▶ [To do] Produce a copy of every line in the records that holds the string "identifier".

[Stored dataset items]

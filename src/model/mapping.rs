//! Field mappings: the user-authored association between sheet columns and
//! record fields.

use serde::{Deserialize, Serialize};

/// Associates one sheet column heading with one field on the target type.
#[derive(Debug, Clone, PartialEq, Eq, Serialize, Deserialize)]
#[serde(rename_all = "camelCase")]
pub struct FieldMapping {
    /// Column heading from the source sheet, or a synthesized letter
    /// heading when the sheet has no header row.
    pub column: String,

    /// Internal field identifier on the target type. May be namespaced,
    /// e.g. `"parent.displayName"`.
    pub field: String,
}

/// Everything needed to turn parsed rows into records: the target type,
/// whether the source carries a header row, and the column-to-field
/// mappings.
///
/// Authored once per import, snapshotted onto the sheet, and read-only
/// during execution.
#[derive(Debug, Clone, Serialize, Deserialize)]
#[serde(rename_all = "camelCase")]
pub struct ImportDefinition {
    pub target_type: String,
    pub has_header_row: bool,
    pub mappings: Vec<FieldMapping>,
}

/// Finds the first mapping whose field identifier contains `identifier`.
///
/// Substring match, not exact, so a namespaced field like
/// `"parent.displayName"` is found by `"parent"`.
pub fn find_mapping<'a>(
    mappings: &'a [FieldMapping],
    identifier: &str,
) -> Option<&'a FieldMapping> {
    mappings.iter().find(|m| m.field.contains(identifier))
}

#[cfg(test)]
mod tests {
    use super::*;

    fn mapping(column: &str, field: &str) -> FieldMapping {
        FieldMapping {
            column: column.into(),
            field: field.into(),
        }
    }

    #[test]
    fn find_mapping_returns_first_match() {
        let mappings = vec![
            mapping("Name", "displayName"),
            mapping("Other Name", "displayName"),
        ];

        let found = find_mapping(&mappings, "displayName").unwrap();
        assert_eq!(found.column, "Name");
    }

    #[test]
    fn find_mapping_matches_by_substring() {
        let mappings = vec![mapping("Parent", "parent.displayName")];

        assert!(find_mapping(&mappings, "parent").is_some());
        assert!(find_mapping(&mappings, "displayName").is_some());
    }

    #[test]
    fn find_mapping_none_when_absent() {
        let mappings = vec![mapping("Name", "displayName")];

        assert!(find_mapping(&mappings, "destination").is_none());
    }
}
#[cfg(test)]
mod tests {
    use super::*;

    use tempfile::TempDir;

    fn test_storage() -> (TempDir, Storage) {
        let dir = TempDir::new().unwrap();
        let storage = Storage::new(dir.path().join("repo")).unwrap();
        (dir, storage)
    }

    fn mapping(column: &str, field: &str) -> FieldMapping {
        FieldMapping {
            column: column.into(),
            field: field.into(),
        }
    }

    /// The 4-column redirect sheet layout.
    fn sheet_definition() -> ImportDefinition {
        ImportDefinition {
            target_type: "vanity-redirect".into(),
            has_header_row: true,
            mappings: vec![
                mapping("Local Path", "displayName"),
                mapping("Local Path", "localPaths"),
                mapping("New URL", "destination"),
                mapping("Status", "temporary"),
                mapping("Query String", "queryString"),
            ],
        }
    }

    fn sheet_row(path: &str, url: &str, status: &str, query: &str) -> Row {
        Row::new(vec![
            ("Local Path".into(), path.into()),
            ("New URL".into(), url.into()),
            ("Status".into(), status.into()),
            ("Query String".into(), query.into()),
        ])
    }

    fn parented_definition() -> ImportDefinition {
        ImportDefinition {
            target_type: "vanity-redirect".into(),
            has_header_row: true,
            mappings: vec![
                mapping("Path", "displayName"),
                mapping("Parent", "parent"),
            ],
        }
    }

    fn parented_row(path: &str, parent: &str) -> Row {
        Row::new(vec![
            ("Path".into(), path.into()),
            ("Parent".into(), parent.into()),
        ])
    }

    fn published_redirect(storage: &Storage, identity: &str, destination: &str) -> Uuid {
        let mut redirect = VanityRedirect::new(identity);
        redirect.local_paths = BTreeSet::from([identity.to_string()]);
        redirect.destination = Some(destination.to_string());
        redirect.site = Some("main".to_string());
        let id = redirect.id;

        let scope = storage.begin_isolated_writes().unwrap();
        scope
            .publish(&StagedRecord::Redirect(redirect), None, "importer")
            .unwrap();
        scope.commit().unwrap();
        id
    }

    fn reconcile(
        storage: &Storage,
        definition: &ImportDefinition,
        rows: &[Row],
    ) -> StagedSet {
        let mut staged = StagedSet::new();
        for row in rows {
            RedirectStrategy
                .reconcile_row(storage, definition, row, "importer", &mut staged)
                .unwrap();
        }
        staged
    }

    #[test]
    fn blank_identity_row_emits_nothing() {
        let (_dir, storage) = test_storage();
        let rows = [sheet_row("", "/new", "301", "preserve")];

        let staged = reconcile(&storage, &sheet_definition(), &rows);

        assert!(staged.is_empty());
    }

    #[test]
    fn new_record_from_four_column_row() {
        let (_dir, storage) = test_storage();
        let rows = [sheet_row("/old", "/new", "301", "preserve")];

        let staged = reconcile(&storage, &sheet_definition(), &rows);

        assert_eq!(staged.len(), 1);
        let Some(StagedRecord::Redirect(redirect)) = staged.iter().next() else {
            panic!("expected a redirect");
        };
        assert_eq!(redirect.display_name, "/old");
        assert_eq!(redirect.import_key, "/old");
        assert_eq!(redirect.local_paths, BTreeSet::from(["/old".to_string()]));
        assert_eq!(redirect.destination.as_deref(), Some("/new"));
        assert!(!redirect.temporary);
        assert_eq!(redirect.query_string, QueryStringMode::Preserve);
    }

    #[test]
    fn status_302_marks_redirect_temporary() {
        let (_dir, storage) = test_storage();
        let rows = [sheet_row("/old", "/new", "302", "ignore")];

        let staged = reconcile(&storage, &sheet_definition(), &rows);

        let Some(StagedRecord::Redirect(redirect)) = staged.iter().next() else {
            panic!("expected a redirect");
        };
        assert!(redirect.temporary);
        assert_eq!(redirect.query_string, QueryStringMode::Ignore);
    }

    #[test]
    fn published_record_with_changed_destination_becomes_draft() {
        let (_dir, storage) = test_storage();
        let target = published_redirect(&storage, "/old", "https://example.com/new");

        let rows = [sheet_row("/old", "https://example.com/changed", "301", "ignore")];
        let staged = reconcile(&storage, &sheet_definition(), &rows);

        assert_eq!(staged.len(), 1);
        let Some(StagedRecord::Draft(draft)) = staged.iter().next() else {
            panic!("expected a draft");
        };
        assert_eq!(draft.target_id, target);
        assert_eq!(draft.target_type, "vanity-redirect");
        assert_eq!(draft.owner, "importer");
        assert!(draft.name.starts_with("Sheet reimport "));

        let keys: Vec<&str> = draft.differences.keys().map(String::as_str).collect();
        assert_eq!(keys, ["destination"]);
    }

    #[test]
    fn unchanged_published_record_emits_nothing() {
        let (_dir, storage) = test_storage();
        published_redirect(&storage, "/old", "https://example.com/new");

        let rows = [sheet_row("/old", "https://example.com/new", "301", "ignore")];
        let staged = reconcile(&storage, &sheet_definition(), &rows);

        assert!(staged.is_empty());
    }

    #[test]
    fn later_row_mutates_staged_sibling_in_place() {
        let (_dir, storage) = test_storage();
        let rows = [
            sheet_row("/old", "https://example.com/first", "301", "ignore"),
            sheet_row("/old", "https://example.com/second", "302", "preserve"),
        ];

        let staged = reconcile(&storage, &sheet_definition(), &rows);

        assert_eq!(staged.len(), 1);
        let redirect = staged.redirect_by_name("/old").unwrap();
        assert_eq!(
            redirect.destination.as_deref(),
            Some("https://example.com/second")
        );
        assert!(redirect.temporary);
        assert_eq!(redirect.query_string, QueryStringMode::Preserve);
    }

    #[test]
    fn blank_values_do_not_overwrite_existing_ones() {
        let (_dir, storage) = test_storage();
        let rows = [
            sheet_row("/old", "https://example.com/first", "302", "preserve"),
            sheet_row("/old", "", "", ""),
        ];

        let staged = reconcile(&storage, &sheet_definition(), &rows);

        let redirect = staged.redirect_by_name("/old").unwrap();
        assert_eq!(
            redirect.destination.as_deref(),
            Some("https://example.com/first")
        );
        assert!(redirect.temporary);
        assert_eq!(redirect.query_string, QueryStringMode::Preserve);
    }

    #[test]
    fn working_copy_is_updated_in_place_without_draft() {
        let (_dir, storage) = test_storage();
        let mut working = VanityRedirect::new("/old");
        working.destination = Some("https://example.com/new".to_string());
        let id = working.id;
        storage
            .save_working_copy(&StagedRecord::Redirect(working))
            .unwrap();

        let rows = [sheet_row("/old", "https://example.com/changed", "301", "ignore")];
        let staged = reconcile(&storage, &sheet_definition(), &rows);

        assert_eq!(staged.len(), 1);
        let Some(StagedRecord::Redirect(redirect)) = staged.iter().next() else {
            panic!("expected a redirect, not a draft");
        };
        assert_eq!(redirect.id, id);
        assert_eq!(
            redirect.destination.as_deref(),
            Some("https://example.com/changed")
        );
    }

    #[test]
    fn new_parent_is_created_and_staged_before_child() {
        let (_dir, storage) = test_storage();
        let rows = [parented_row("/child", "/section")];

        let staged = reconcile(&storage, &parented_definition(), &rows);

        assert_eq!(staged.len(), 2);
        let labels: Vec<String> = staged.iter().map(StagedRecord::label).collect();
        assert_eq!(labels, ["/section", "/child"]);

        let parent_id = staged.redirect_by_name("/section").unwrap().id;
        let child = staged.redirect_by_name("/child").unwrap();
        assert_eq!(child.parent, Some(parent_id));
    }

    #[test]
    fn parent_resolves_to_sibling_staged_by_earlier_row() {
        let (_dir, storage) = test_storage();
        let rows = [
            parented_row("/section", ""),
            parented_row("/child", "/section"),
        ];

        let staged = reconcile(&storage, &parented_definition(), &rows);

        assert_eq!(staged.len(), 2);
        let parent_id = staged.redirect_by_name("/section").unwrap().id;
        let child = staged.redirect_by_name("/child").unwrap();
        assert_eq!(child.parent, Some(parent_id));
    }

    #[test]
    fn parent_resolves_to_published_record() {
        let (_dir, storage) = test_storage();
        let parent_id = published_redirect(&storage, "/section", "https://example.com/s");

        let rows = [parented_row("/child", "/section")];
        let staged = reconcile(&storage, &parented_definition(), &rows);

        // The published parent is linked, not restaged.
        assert_eq!(staged.len(), 1);
        let child = staged.redirect_by_name("/child").unwrap();
        assert_eq!(child.parent, Some(parent_id));
    }

    #[test]
    fn self_parent_row_stages_single_record_without_link() {
        let (_dir, storage) = test_storage();
        let rows = [parented_row("/loop", "/loop")];

        let staged = reconcile(&storage, &parented_definition(), &rows);

        assert_eq!(staged.len(), 1);
        let redirect = staged.redirect_by_name("/loop").unwrap();
        assert_eq!(redirect.parent, None);
    }
}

▶ [Solution]
    /// Internal field identifier on the target type. May be namespaced,
/// Finds the first mapping whose field identifier contains `identifier`.
    identifier: &str,
    mappings.iter().find(|m| m.field.contains(identifier))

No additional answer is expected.